Apoptosis can result from caspase activation following treatment with chemotherapy drugs or following stimulation of cell surface death receptors. Leukemic cells often originate from cells that are sensitive to death ligands such as FasL, TNF and TRAIL, partially explaining the apoptosis-prone phenotype of these cells. Importantly, it appears that death receptors and death ligands may be regulated by p53 and by DNA damaging drugs, and both p53 and drugs may induce common downstream pathways with positive feedback loops. The relationship between death receptors and p53-dependent pathways activated by DNA damage will be discussed in the following review by Drs Saaed Sheikh and Fornace (USA).
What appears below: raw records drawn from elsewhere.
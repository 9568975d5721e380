use owo_colors::OwoColorize;
use std::fmt;

use crate::presentation::view_models::{
    FilterCatalogViewModel, FilterChipsViewModel, FilterPreviewViewModel, ViewMode,
};

// --------------------------------------------------------
// Filter Catalog View
// --------------------------------------------------------

pub struct FilterCatalogView<'a> {
    data: &'a FilterCatalogViewModel,
    mode: ViewMode,
}

impl<'a> FilterCatalogView<'a> {
    pub fn new(data: &'a FilterCatalogViewModel, mode: ViewMode) -> Self {
        Self { data, mode }
    }
}

impl<'a> fmt::Display for FilterCatalogView<'a> {
    fn fmt(&self, f: &mut fmt::Formatter) -> fmt::Result {
        if self.mode == ViewMode::Minimal {
            for section in &self.data.sections {
                for entry in &section.entries {
                    writeln!(f, "{}", entry.key)?;
                }
            }
            return Ok(());
        }

        for section in &self.data.sections {
            writeln!(f, "{}", section.label.to_uppercase().bold())?;
            for entry in &section.entries {
                let badge = if entry.badge > 0 {
                    format!(" ({})", entry.badge)
                } else {
                    String::new()
                };
                if self.mode == ViewMode::Verbose {
                    writeln!(
                        f,
                        "  {:<28} {:<24} {:<7}{}",
                        entry.label, entry.key, entry.filter_type, badge
                    )?;
                } else {
                    writeln!(f, "  {}{}", entry.label, badge)?;
                }
            }
        }
        Ok(())
    }
}

// --------------------------------------------------------
// Filter Chips View
// --------------------------------------------------------

pub struct FilterChipsView<'a> {
    data: &'a FilterChipsViewModel,
    mode: ViewMode,
}

impl<'a> FilterChipsView<'a> {
    pub fn new(data: &'a FilterChipsViewModel, mode: ViewMode) -> Self {
        Self { data, mode }
    }
}

impl<'a> fmt::Display for FilterChipsView<'a> {
    fn fmt(&self, f: &mut fmt::Formatter) -> fmt::Result {
        let shown = &self.data.chips[..self.data.visible.min(self.data.chips.len())];

        match self.mode {
            ViewMode::Minimal => {
                for chip in shown {
                    writeln!(f, "{}", chip.text)?;
                }
            }
            ViewMode::Compact | ViewMode::Standard => {
                let chips: Vec<String> = shown.iter().map(|c| format!("[{} ×]", c.text)).collect();
                write!(f, "{}", chips.join(" "))?;
                if let Some(toggle) = &self.data.toggle_label {
                    write!(f, " {}", format!("({})", toggle).cyan())?;
                }
                writeln!(f)?;
            }
            ViewMode::Verbose => {
                writeln!(
                    f,
                    "Mode: {}  Row width: {}",
                    self.data.mode, self.data.row_width
                )?;
                for (idx, chip) in self.data.chips.iter().enumerate() {
                    let state = if idx < self.data.visible {
                        "shown"
                    } else {
                        "hidden"
                    };
                    writeln!(
                        f,
                        "  {:<24} {:>4}  {:<6}  {}",
                        chip.key, chip.width, state, chip.text
                    )?;
                }
                if let Some(toggle) = &self.data.toggle_label {
                    writeln!(f, "  toggle: {}", toggle)?;
                }
            }
        }
        Ok(())
    }
}

// --------------------------------------------------------
// Filter Preview View
// --------------------------------------------------------

pub struct FilterPreviewView<'a> {
    data: &'a FilterPreviewViewModel,
}

impl<'a> FilterPreviewView<'a> {
    pub fn new(data: &'a FilterPreviewViewModel) -> Self {
        Self { data }
    }
}

impl<'a> fmt::Display for FilterPreviewView<'a> {
    fn fmt(&self, f: &mut fmt::Formatter) -> fmt::Result {
        writeln!(f, "{} ({})", self.data.label.bold(), self.data.filter_type)?;

        if !self.data.options.is_empty() {
            writeln!(f, "Options:")?;
            for option in &self.data.options {
                let check = if option.selected { "[x]" } else { "[ ]" };
                writeln!(f, "  {} {}", check, option.value)?;
            }
        }

        if !self.data.operators.is_empty() {
            writeln!(f, "Operators: {}", self.data.operators.join(", "))?;
        }
        if let Some(hint) = &self.data.input_hint {
            writeln!(f, "Input: {}", hint)?;
        }
        if let Some(preview) = &self.data.match_preview {
            writeln!(f, "Matches: {}", preview)?;
        }

        writeln!(f, "\nChip: {}", self.data.chip)
    }
}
Other studies have shown that nitric oxide interacts with apoptosis pathways and can decrease or increase sensitivity to apoptosis, depending on a number of factors. The expression of nitric oxide synthetase in leukemic cells and the anti-apoptotic activity of nitric oxide will be reviewed by Dr JP Kolb (France).

Lastly, resistance or sensitivity to apoptosis is also determined by the activity of cellular kinases. As the best known example, Bcr-Abl may determine resistance to chemotherapeutic drugs by affecting cytochrome C/caspase-9 activation. Recent advances concerning the action of other kinases as negative or positive regulators of apoptosis will be discussed in the review by Drs RA Franklin and JA McCubrey (USA). Cellular kinases and phosphatases participate in signaling cascades that influence this process. In particular, this review will discuss the ability of the CaM-kinases, IkB kinases, PI3-kinases, and the MAP kinase signaling pathways (ERK, JNK and p38), to influence apoptotic processes in hematopoietic cells.

As we continue to increase our understanding of apoptosis pathways and regulation, we can anticipate the development of novel therapeutics targeting apoptotic mechanisms. Such therapies should prove useful in the treatment of a variety of different cancers, including leukemias and lymphomas. Moreover, it should become possible to more successfully combat neoplastic diseases which have become apoptosis-resistant, and hence, drug-resistant.